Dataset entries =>
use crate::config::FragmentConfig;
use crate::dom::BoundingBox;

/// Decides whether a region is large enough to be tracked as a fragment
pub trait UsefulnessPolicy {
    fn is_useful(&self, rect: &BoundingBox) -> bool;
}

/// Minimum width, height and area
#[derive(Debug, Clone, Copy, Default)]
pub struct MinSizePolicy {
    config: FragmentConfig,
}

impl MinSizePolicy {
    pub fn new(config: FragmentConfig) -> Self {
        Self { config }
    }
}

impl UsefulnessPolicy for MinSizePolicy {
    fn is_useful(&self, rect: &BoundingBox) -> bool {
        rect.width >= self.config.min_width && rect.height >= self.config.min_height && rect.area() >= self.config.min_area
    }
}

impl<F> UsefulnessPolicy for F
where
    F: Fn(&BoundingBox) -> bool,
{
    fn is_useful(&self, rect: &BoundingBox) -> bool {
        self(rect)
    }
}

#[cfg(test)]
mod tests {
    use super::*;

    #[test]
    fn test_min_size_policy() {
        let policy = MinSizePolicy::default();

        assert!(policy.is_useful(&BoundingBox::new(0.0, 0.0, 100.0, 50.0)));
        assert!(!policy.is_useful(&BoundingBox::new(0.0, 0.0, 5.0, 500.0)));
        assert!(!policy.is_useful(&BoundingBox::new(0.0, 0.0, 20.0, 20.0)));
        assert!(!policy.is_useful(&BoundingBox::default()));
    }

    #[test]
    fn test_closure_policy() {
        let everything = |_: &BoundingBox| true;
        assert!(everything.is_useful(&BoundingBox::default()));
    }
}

REQUIRED WORK =>
Nothing but a number is wanted: how many lines in the records above include "impl".

EXERCISE OUTPUT =>
3